Mark this as the second time in recent memory an eminent French scientist has published research appearing to affirm the validity of homeopathic remedies only to be disparaged by some in the scientific community and professionally maligned.
More on the first incident (concerning immunologist Jacques Benveniste) in another column, but in recent news Luc Montagnier – Nobel Laureate for his discovery of HIV as the causative organism in AIDS – has made plans to significantly alter his professional activities after being essentially banished by the scientific community of Europe for his work with ultra-dilute materials.
Montagnier is not a homeopath and has never worked in the field. He has never advocated for homeopathy. His recent work never mentioned the word homeopathy and did not involve traditional homeopathic remedies.
Montagnier is an immunologist/virologist, whose work on retroviruses (along with that of NIH’s Robert Gallo), laid the groundwork for he and Gallo’s eventual discovery of HIV as the cause of AIDS – a scientific achievement widely considered one of the most important of the 20th century, and the basis for Montagnier receiving the Nobel Prize in Medicine (2008).

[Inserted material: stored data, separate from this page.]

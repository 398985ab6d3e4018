use rand::Rng;

use crate::application::optimizer::random::{sample_one, sample_value};
use crate::domain::params::{ParamRange, ParamRanges, ParamValue, ParameterSet};

/// Tree-structured-Parzen-like proposal: the first 20% of trials explore
/// uniformly; afterwards, each parameter is resampled from a random
/// above-median ("good") observation and perturbed by ±10% of its range
/// (§4.8 "Tree-structured Parzen-like search"). Falls back to a uniform
/// draw whenever the good/bad split is degenerate.
pub fn suggest_next(
    ranges: &ParamRanges,
    history: &[(ParameterSet, f64)],
    trial_idx: usize,
    total_trials: usize,
    rng: &mut impl Rng,
) -> ParameterSet {
    let exploration_trials = ((total_trials as f64) * 0.2).ceil() as usize;
    if trial_idx < exploration_trials || history.is_empty() {
        return sample_one(ranges, rng);
    }

    let mut by_score = history.to_vec();
    by_score.sort_by(|a, b| b.1.partial_cmp(&a.1).unwrap_or(std::cmp::Ordering::Equal));
    let split = (by_score.len() / 2).max(1).min(by_score.len());
    let (good, bad) = by_score.split_at(split);
    if good.is_empty() || bad.is_empty() {
        return sample_one(ranges, rng);
    }

    let mut keys: Vec<&String> = ranges.0.keys().collect();
    keys.sort();
    let mut next = ParameterSet::default();
    for key in keys {
        let range = &ranges.0[key];
        let donor = &good[rng.gen_range(0..good.len())].0;
        let base = donor
            .get(key)
            .cloned()
            .unwrap_or_else(|| sample_value(range, rng));
        next.insert(key.clone(), perturb(range, &base, rng));
    }
    next
}

fn perturb(range: &ParamRange, base: &ParamValue, rng: &mut impl Rng) -> ParamValue {
    let delta = range.width() * 0.1;
    match range {
        ParamRange::Float { min, max } => {
            let base_v = base.as_f64().unwrap_or(*min);
            let offset = if delta > 0.0 { rng.gen_range(-delta..=delta) } else { 0.0 };
            ParamValue::Float((base_v + offset).clamp(*min, *max))
        }
        ParamRange::Int { min, max } => {
            let base_v = base.as_f64().unwrap_or(*min as f64);
            let offset = if delta > 0.0 { rng.gen_range(-delta..=delta) } else { 0.0 };
            let clipped = (base_v + offset).round().clamp(*min as f64, *max as f64);
            ParamValue::Int(clipped as i64)
        }
        ParamRange::Bool => ParamValue::Bool(base.as_bool().unwrap_or_else(|| rng.gen_bool(0.5))),
        ParamRange::Enum(values) => base
            .clone()
            .as_f64()
            .map(|_| base.clone())
            .or_else(|| values.first().cloned().map(ParamValue::Enum))
            .unwrap_or_else(|| base.clone()),
    }
}

#[cfg(test)]
mod tests {
    use super::*;
    use rand::SeedableRng;
    use rand::rngs::StdRng;

    fn ranges() -> ParamRanges {
        let mut r = ParamRanges::default();
        r.0.insert("x".to_string(), ParamRange::Float { min: 0.0, max: 100.0 });
        r
    }

    #[test]
    fn early_trials_are_pure_exploration() {
        let ranges = ranges();
        let mut rng = StdRng::seed_from_u64(3);
        // total_trials=10 -> exploration_trials=2; trial 0 and 1 ignore history.
        let history = vec![(ParameterSet::default(), 0.9)];
        let next = suggest_next(&ranges, &history, 0, 10, &mut rng);
        assert!(next.get("x").unwrap().as_f64().unwrap() >= 0.0);
    }

    #[test]
    fn falls_back_to_random_with_single_observation() {
        let ranges = ranges();
        let mut rng = StdRng::seed_from_u64(3);
        let history = vec![(ParameterSet::default(), 0.5)];
        // trial_idx=5 >= exploration_trials, but good/bad split is degenerate.
        let next = suggest_next(&ranges, &history, 5, 10, &mut rng);
        let v = next.get("x").unwrap().as_f64().unwrap();
        assert!((0.0..=100.0).contains(&v));
    }

    #[test]
    fn exploitation_stays_within_range_bounds() {
        let ranges = ranges();
        let mut rng = StdRng::seed_from_u64(9);
        let history: Vec<(ParameterSet, f64)> = (0..20)
            .map(|i| {
                let mut p = ParameterSet::default();
                p.insert("x", ParamValue::Float(i as f64 * 5.0));
                (p, i as f64)
            })
            .collect();
        for trial in 5..20 {
            let next = suggest_next(&ranges, &history, trial, 20, &mut rng);
            let v = next.get("x").unwrap().as_f64().unwrap();
            assert!((0.0..=100.0).contains(&v));
        }
    }
}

Recently, Montagnier has been involved in more groundbreaking work – the creation of a diagnostic technique which can detect viral and bacterial effects in the human body, even when the presence of the organisms is not observable. This advance is significant, because it may make possible new ways of understanding and treating many diseases. Montagnier has so far detected bacterial effects in patients with autism, Alzheimer’s, Parkinson’s disease and multiple sclerosis.
Part of the controversy is that his technique utilizes samples of bacterial DNA which have been homeopathically prepared – meaning, highly diluted in water (dilutions as low as 10 -18) and succussed (mechanically agitated). This is past the point where according to modern science even a single molecule of source material is likely to be present. Although DNA has not traditionally been used in homeopathic remedies, the results nevertheless provide evidence that substances which have been homeopathically prepared continue to influence the water long after the solution has been diluted past Avagadro’s number (6.02 x 10-23), and these changes can be detected.
In an interview published in the January 2011 issue of Science, Montagnier put it this way: “What we have found is that DNA produces structural changes in water, which persist at very high dilutions, and which lead to resonant electromagnetic signals that we can measure.”
You might think that scientists would be thrilled about these advances but unfortunately the opposite is true – or at least enthusiasm is not being expressed publicly and criticism from some quarters has been strong.
At 78, this life-long French citizen is moving to China so that he can fruitfully engage his work. He will assume leadership of a new research institute at Jiaotong University in Shanghai. When asked why he does not pursue his research in France he replied, “I don’t have much funding here…I have applied for funding from other sources and been turned down. There is a kind of fear around this topic in France…intellectual terror from people who don’t understand it.”
So what does Montagnier have to say about homeopathy?
“I can’t say that homeopathy is right in everything. What I can say now, is that high dilutions are right. High dilutions of something are not nothing. They are water structures which mimic the original molecules. We find that with DNA we cannot work with the extremely high dilutions used in homeopathy; we cannot go further than a 10-18 dilution or we lose the signal. But even at 10-18, you can calculate that there is not a single molecule of DNA left. And yet we detect a signal.”
What does Montagnier have to say to his critics?
“Well, I was skeptical myself in the beginning. But these are facts. The findings are very reproducible and we are waiting for confirmation by other labs…it’s not pseudoscience. It’s not quackery. These are real phenomena which deserve further study”
ARTICLE UPDATE: In May 2012 at the annual Joint American Homeopathic Conference in Reston, Virginia, Montagnier stated that his results have been replicated by teams in Italy, Germany and the US – with results awaiting publication.